P.S.: não se pense que são paranóias, quem me conhece sabe que nos últimos anos perdi cerca de 40kg, passando de cachalote a orca. E apesar de só comer vegetais e peixe cozido e de correr entre 10 a 15km dia sim dia não, a barriga continua protuberante - e desenganem-se os eventuais interessados, a barriga é, juntamente com os pés n.º 46, a única protuberância significativa da minha anatomia.
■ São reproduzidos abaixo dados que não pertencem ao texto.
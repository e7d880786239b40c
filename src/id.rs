use rand::RngCore;
use serde::{Deserialize, Serialize};
use sha1::{Digest, Sha1};
use std::{
    convert::{TryFrom, TryInto},
    fmt,
    ops::BitXor,
};
use thiserror::Error;

/// Length of an identifier in bytes.
pub const ID_LEN: usize = 20;

/// 160-bit identifier in the DHT keyspace.
///
/// Comparison is bytewise which, for big-endian byte strings, coincides with
/// unsigned integer order. The same type doubles as the XOR distance between
/// two identifiers.
#[derive(Copy, Clone, PartialEq, Eq, Hash, PartialOrd, Ord, Serialize, Deserialize)]
#[serde(transparent)]
pub struct Id {
    #[serde(with = "id_bytes")]
    bytes: [u8; ID_LEN],
}

impl Id {
    /// Smallest identifier (all zero bits).
    pub const MIN: Id = Id {
        bytes: [0u8; ID_LEN],
    };

    /// Largest identifier (all one bits).
    pub const MAX: Id = Id {
        bytes: [0xffu8; ID_LEN],
    };

    /// Create an identifier by SHA-1 hashing the given bytes.
    pub fn sha1(input: &[u8]) -> Self {
        let hash = Sha1::digest(input);
        Self { bytes: hash.into() }
    }

    /// Generate a fresh identifier from cryptographically random bytes.
    pub fn random() -> Self {
        let mut seed = [0u8; 32];
        rand::thread_rng().fill_bytes(&mut seed);
        Self::sha1(&seed)
    }

    /// Sample an identifier uniformly from the inclusive range `[lo, hi]`,
    /// exact over the full 160 bits.
    ///
    /// Panics if `lo > hi`.
    pub fn random_in_range(lo: Id, hi: Id) -> Id {
        assert!(lo <= hi);

        let width = sub(hi.bytes, lo.bytes);

        // Mask the leading byte down to the smallest all-ones cover of the
        // width's leading byte, then rejection-sample `r <= width`. The mask
        // keeps the acceptance probability above one half per attempt.
        let first_nonzero = width.iter().position(|b| *b != 0);
        let mut rng = rand::thread_rng();
        let mut candidate = [0u8; ID_LEN];

        loop {
            rng.fill_bytes(&mut candidate);

            if let Some(index) = first_nonzero {
                for byte in &mut candidate[..index] {
                    *byte = 0;
                }
                candidate[index] &= mask_for(width[index]);
            } else {
                candidate = [0u8; ID_LEN];
            }

            if candidate <= width {
                break;
            }
        }

        Id {
            bytes: add(lo.bytes, candidate).0,
        }
    }

    /// Split the inclusive range `[lo, hi]` at its midpoint.
    ///
    /// Returns `(lo_right, hi_left)` where `hi_left = (lo + hi) / 2` rounded
    /// down and `lo_right = hi_left + 1`, so `[lo, hi_left]` and
    /// `[lo_right, hi]` are disjoint and together cover the original range.
    /// The arithmetic is exact 160-bit; for the degenerate range `lo == hi`
    /// the result is `(lo + 1, lo)`.
    pub fn midpoint(lo: Id, hi: Id) -> (Id, Id) {
        let (sum, carry) = add(lo.bytes, hi.bytes);
        let hi_left = Id {
            bytes: shift_right(sum, carry),
        };
        (hi_left.successor(), hi_left)
    }

    /// The next identifier in keyspace order. Wraps around at `Id::MAX`.
    pub fn successor(self) -> Id {
        let mut bytes = self.bytes;
        for byte in bytes.iter_mut().rev() {
            let (value, overflow) = byte.overflowing_add(1);
            *byte = value;
            if !overflow {
                break;
            }
        }
        Id { bytes }
    }
}

/// 160-bit add, returning the sum and the carried-out bit.
fn add(a: [u8; ID_LEN], b: [u8; ID_LEN]) -> ([u8; ID_LEN], bool) {
    let mut out = [0u8; ID_LEN];
    let mut carry = 0u16;

    for i in (0..ID_LEN).rev() {
        let sum = u16::from(a[i]) + u16::from(b[i]) + carry;
        out[i] = sum as u8;
        carry = sum >> 8;
    }

    (out, carry != 0)
}

/// Subtract `a - b`; callers guarantee `a >= b`.
fn sub(a: [u8; ID_LEN], b: [u8; ID_LEN]) -> [u8; ID_LEN] {
    let mut out = [0u8; ID_LEN];
    let mut borrow = 0i16;

    for i in (0..ID_LEN).rev() {
        let diff = i16::from(a[i]) - i16::from(b[i]) - borrow;
        out[i] = (diff & 0xff) as u8;
        borrow = i16::from(diff < 0);
    }

    out
}

/// Right shift by one bit, shifting `carry` into the top bit.
fn shift_right(value: [u8; ID_LEN], carry: bool) -> [u8; ID_LEN] {
    let mut out = [0u8; ID_LEN];
    let mut high_bit = u8::from(carry);

    for i in 0..ID_LEN {
        out[i] = (high_bit << 7) | (value[i] >> 1);
        high_bit = value[i] & 1;
    }

    out
}

/// Smallest all-ones byte mask covering `byte`.
fn mask_for(byte: u8) -> u8 {
    if byte == 0 {
        0
    } else {
        u8::MAX >> byte.leading_zeros()
    }
}

impl AsRef<[u8]> for Id {
    fn as_ref(&self) -> &[u8] {
        &self.bytes
    }
}

impl From<Id> for [u8; ID_LEN] {
    fn from(id: Id) -> [u8; ID_LEN] {
        id.bytes
    }
}

impl From<[u8; ID_LEN]> for Id {
    fn from(bytes: [u8; ID_LEN]) -> Id {
        Id { bytes }
    }
}

#[derive(Debug, Error)]
#[error("invalid identifier length")]
pub struct LengthError;

impl<'a> TryFrom<&'a [u8]> for Id {
    type Error = LengthError;

    fn try_from(slice: &'a [u8]) -> Result<Self, Self::Error> {
        Ok(Self {
            bytes: slice.try_into().map_err(|_| LengthError)?,
        })
    }
}

impl BitXor<Id> for Id {
    type Output = Id;

    fn bitxor(mut self, rhs: Id) -> Id {
        for (dst, src) in self.bytes.iter_mut().zip(rhs.bytes.iter()) {
            *dst ^= *src;
        }

        self
    }
}

impl fmt::LowerHex for Id {
    fn fmt(&self, f: &mut fmt::Formatter) -> fmt::Result {
        for b in &self.bytes {
            write!(f, "{:02x}", b)?;
        }

        Ok(())
    }
}

impl fmt::Debug for Id {
    fn fmt(&self, f: &mut fmt::Formatter) -> fmt::Result {
        write!(f, "{:x}", self)
    }
}

mod id_bytes {
    use super::ID_LEN;
    use serde::{
        de::{Deserialize, Deserializer, Error},
        ser::{Serialize, Serializer},
    };
    use serde_bytes::{ByteBuf, Bytes};
    use std::convert::TryInto;

    pub(super) fn serialize<S: Serializer>(bytes: &[u8; ID_LEN], s: S) -> Result<S::Ok, S::Error> {
        Bytes::new(bytes.as_ref()).serialize(s)
    }

    pub(super) fn deserialize<'de, D: Deserializer<'de>>(d: D) -> Result<[u8; ID_LEN], D::Error> {
        let buf = ByteBuf::deserialize(d)?;
        let buf = buf.into_vec();
        let len = buf.len();

        buf.try_into().map_err(|_| {
            let expected = format!("{}", ID_LEN);
            D::Error::invalid_length(len, &expected.as_ref())
        })
    }
}

// ----------------------------------------------------------------------------//

/// Identifier of a DHT participant.
pub type NodeId = Id;

/// Identifier of an announced resource.
pub type InfoHash = Id;

// ----------------------------------------------------------------------------//

#[cfg(test)]
mod tests {
    use super::*;

    fn id(bytes: [u8; ID_LEN]) -> Id {
        Id::from(bytes)
    }

    #[test]
    fn ordering_is_big_endian_unsigned() {
        let mut low = [0u8; ID_LEN];
        low[ID_LEN - 1] = 0xff;

        let mut high = [0u8; ID_LEN];
        high[0] = 1;

        assert!(id(low) < id(high));
        assert!(Id::MIN < Id::MAX);
    }

    #[test]
    fn xor_distance_is_symmetric() {
        let a = Id::random();
        let b = Id::random();

        assert_eq!(a ^ b, b ^ a);
        assert_eq!(a ^ a, Id::MIN);
    }

    #[test]
    fn midpoint_of_full_range() {
        let (lo_right, hi_left) = Id::midpoint(Id::MIN, Id::MAX);

        let mut expected_left = [0xffu8; ID_LEN];
        expected_left[0] = 0x7f;
        assert_eq!(hi_left, id(expected_left));

        let mut expected_right = [0u8; ID_LEN];
        expected_right[0] = 0x80;
        assert_eq!(lo_right, id(expected_right));
    }

    #[test]
    fn midpoint_needs_the_carry_bit() {
        // lo + hi overflows 160 bits; the carry must survive the shift.
        let mut lo = [0u8; ID_LEN];
        lo[0] = 0x80;
        let hi = [0xffu8; ID_LEN];

        let (lo_right, hi_left) = Id::midpoint(id(lo), id(hi));

        let mut expected_left = [0xffu8; ID_LEN];
        expected_left[0] = 0xbf;
        assert_eq!(hi_left, id(expected_left));
        assert_eq!(lo_right, hi_left.successor());
    }

    #[test]
    fn midpoint_of_degenerate_range() {
        let point = Id::random();
        let (lo_right, hi_left) = Id::midpoint(point, point);

        assert_eq!(hi_left, point);
        assert_eq!(lo_right, point.successor());
    }

    #[test]
    fn successor_carries_across_bytes() {
        let mut bytes = [0u8; ID_LEN];
        bytes[ID_LEN - 1] = 0xff;
        bytes[ID_LEN - 2] = 0xff;

        let mut expected = [0u8; ID_LEN];
        expected[ID_LEN - 3] = 1;
        expected[ID_LEN - 2] = 0;
        expected[ID_LEN - 1] = 0;

        assert_eq!(id(bytes).successor(), id(expected));
    }

    #[test]
    fn random_in_range_stays_in_bounds() {
        let mut lo = [0u8; ID_LEN];
        lo[0] = 0x80;
        let mut hi = [0u8; ID_LEN];
        hi[0] = 0x80;
        hi[1] = 0x03;

        let (lo, hi) = (id(lo), id(hi));

        for _ in 0..256 {
            let sample = Id::random_in_range(lo, hi);
            assert!(lo <= sample && sample <= hi);
        }
    }

    #[test]
    fn random_in_range_degenerate() {
        let point = Id::random();
        assert_eq!(Id::random_in_range(point, point), point);
    }

    #[test]
    fn random_ids_differ() {
        assert_ne!(Id::random(), Id::random());
    }
}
quinta-feira, dezembro 24, 2009

Os ouvidos de Deus


«Na Música, a que S[ua] Majestade era tão conhecidamente inclinado, foi cousa muito advertida, e reparada, que toda era ordenada ao culto Divino. Até hoje não houve no Mundo livraria de Música, como a que S[ua] Majestade tinha ajuntado de todo ele, e de todos os famosos Mestres de todas as idades. Mas que continha toda esta livraria? Missas, Vésperas, Psalmos, Poesias, e Versos Divinos: enfim, Música Eclesiástica. A música de David lançava os Demónios fora dos corpos: há outra música, que mete os Demónios na alma. Toda a Música de S[ua] Majestade era verdadeiramente Música de David, nem podia ouvir outra. Tendo tantos Músicos, e gastando tanto com eles, não tinha S[ua] Majestade Músicos de Câmara, senão só de Capela. Quando queria ouvir Música, não mandava cantar um tono, que é o gosto ordinário dos Príncipes, e dos que o não são; mandava cantar um Psalmo, ou um Magnificat, ou outra cousa Sagrada, com admiração de todos. Muitos dos Psalmos de David têm por título: Ipsi David: Para o mesmo David. Lede estes Psalmos, e achareis que todos continham louvores de Deus: de sorte que a Música, que era para David, era juntamente para Deus; e a Música, que era para Deus, era juntamente para David. Cá os Reis do Mundo têm Música de Câmara, e Músicos de Capela: Música para si, e Música para Deus. David, e El Rei D. João não eram assim: os seus ouvidos eram como o seu coração, feitos pela medida dos ouvidos de Deus; e só o que nos ouvidos de Deus fazia ressonância, tinha também harmonia nos seus ouvidos.»


Pe. António Vieira
Sermão das Exéquias do Augustíssimo Rei D. João IV o Animoso, o Invicto Pai da Pátria de Imortal Memória

in João Francisco Marques (ed.), Sermões do Padre António Vieira. Morte e Sepultura. Oratória Fúnebre. Figueirinhas, Porto, 2009

quarta-feira, dezembro 23, 2009

O meu Virgílio

Um excerto do sermão das exéquias de D. Teodósio (1634-1653), primogénito de D. João IV.
«Os seus amigos eram aqueles dous, que só acompanham a um homem a toda a parte, a que vá, que são Deus, e os livros. São os livros conselheiros sem respeito, e sem adulação, mas destes mesmos não tomava, senão os livros que são amigos; que também há outros, que são os maiores inimigos que tem a alma, que são os livros profanos. Nunca lia livros profanos, senão Filosóficos, ou Sagrados: dos Poetas um Homero, e a Virgílio; a este segundo chamava: O meu Virgílio


Pe. António Vieira
Sermão das Exéquias do Sereníssimo Príncipe de Portugal D. Teodósio de saudosa memória.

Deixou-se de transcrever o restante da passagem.